Only these lines are needed: the first line of the entries below through the line with "and loads from", each returned exactly.

Start of Block

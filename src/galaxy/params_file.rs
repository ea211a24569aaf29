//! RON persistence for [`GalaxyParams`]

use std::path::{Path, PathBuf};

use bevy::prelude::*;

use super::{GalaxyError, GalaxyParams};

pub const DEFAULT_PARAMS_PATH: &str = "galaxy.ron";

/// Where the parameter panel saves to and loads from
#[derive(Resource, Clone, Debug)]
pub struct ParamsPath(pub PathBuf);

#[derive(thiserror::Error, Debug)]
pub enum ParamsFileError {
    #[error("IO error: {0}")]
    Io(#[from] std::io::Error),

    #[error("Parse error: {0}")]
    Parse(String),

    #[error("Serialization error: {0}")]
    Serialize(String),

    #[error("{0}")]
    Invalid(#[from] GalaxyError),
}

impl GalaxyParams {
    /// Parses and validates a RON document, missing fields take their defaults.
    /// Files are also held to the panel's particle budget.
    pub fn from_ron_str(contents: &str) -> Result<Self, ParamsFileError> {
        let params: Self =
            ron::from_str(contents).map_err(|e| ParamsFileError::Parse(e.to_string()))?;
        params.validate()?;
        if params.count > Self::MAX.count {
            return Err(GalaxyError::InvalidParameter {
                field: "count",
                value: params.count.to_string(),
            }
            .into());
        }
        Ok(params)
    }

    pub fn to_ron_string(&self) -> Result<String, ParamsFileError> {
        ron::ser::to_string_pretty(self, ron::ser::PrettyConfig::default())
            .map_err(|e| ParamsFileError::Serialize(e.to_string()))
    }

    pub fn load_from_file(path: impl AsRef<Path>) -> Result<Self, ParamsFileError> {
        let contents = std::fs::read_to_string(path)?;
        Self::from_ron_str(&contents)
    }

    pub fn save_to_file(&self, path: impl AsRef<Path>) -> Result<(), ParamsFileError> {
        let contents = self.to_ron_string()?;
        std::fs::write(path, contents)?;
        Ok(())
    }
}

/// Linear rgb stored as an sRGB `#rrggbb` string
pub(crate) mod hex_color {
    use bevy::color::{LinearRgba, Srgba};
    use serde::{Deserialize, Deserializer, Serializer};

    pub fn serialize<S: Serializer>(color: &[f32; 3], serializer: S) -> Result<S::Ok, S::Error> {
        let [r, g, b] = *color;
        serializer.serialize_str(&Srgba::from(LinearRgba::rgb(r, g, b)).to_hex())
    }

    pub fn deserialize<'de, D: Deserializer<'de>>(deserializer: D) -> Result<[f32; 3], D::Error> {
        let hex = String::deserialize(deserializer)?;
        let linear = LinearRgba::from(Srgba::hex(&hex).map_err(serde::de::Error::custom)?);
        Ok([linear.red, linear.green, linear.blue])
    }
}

End of Block

Result for this task ▸
filename src/galaxy/params_file.rs
repository ea211a24569aaf29
//! RON persistence for [`GalaxyParams`]

use std::path::{Path, PathBuf};

use bevy::prelude::*;

use super::{GalaxyError, GalaxyParams};

pub const DEFAULT_PARAMS_PATH: &str = "galaxy.ron";

/// Where the parameter panel saves to and loads from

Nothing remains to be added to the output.